─── EXERCISE DATA ───

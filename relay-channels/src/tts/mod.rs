//! Text-to-speech (TTS) module for voice replies.
//!
//! This module provides a trait-based abstraction for TTS services,
//! with an OpenAI implementation that also covers compatible providers.

mod openai;
mod traits;

pub use openai::OpenAiTts;
pub use traits::{AudioFormat, SynthesisOptions, TextToSpeech};

use std::sync::Arc;

/// Create a TTS provider based on the provider name.
///
/// # Arguments
/// * `provider` - Provider name: "openai" or "compatible"
/// * `api_key` - API key for the provider
/// * `model` - Optional model name
/// * `voice` - Optional default voice ID
/// * `base_url` - Base URL, required for "compatible"
pub fn create_tts(
    provider: &str,
    api_key: &str,
    model: Option<&str>,
    voice: Option<&str>,
    base_url: Option<&str>,
) -> anyhow::Result<Arc<dyn TextToSpeech>> {
    match provider.to_lowercase().as_str() {
        "openai" => Ok(Arc::new(OpenAiTts::with_base_url(
            api_key.to_string(),
            base_url.unwrap_or("https://api.openai.com"),
            model.map(ToString::to_string),
            voice.map(ToString::to_string),
        ))),
        "compatible" | "openai-compatible" => {
            let url = base_url.ok_or_else(|| {
                anyhow::anyhow!("base_url is required for 'compatible' TTS provider")
            })?;
            Ok(Arc::new(OpenAiTts::with_base_url(
                api_key.to_string(),
                url,
                model.map(ToString::to_string),
                voice.map(ToString::to_string),
            )))
        }
        _ => anyhow::bail!("Unsupported TTS provider: {provider}. Supported: openai, compatible"),
    }
}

───

* DESCRIPTION OF THE TASK *
How many of the lines in the records include the word "module"? Only the number should be given.

* EXERCISE ANSWER *
2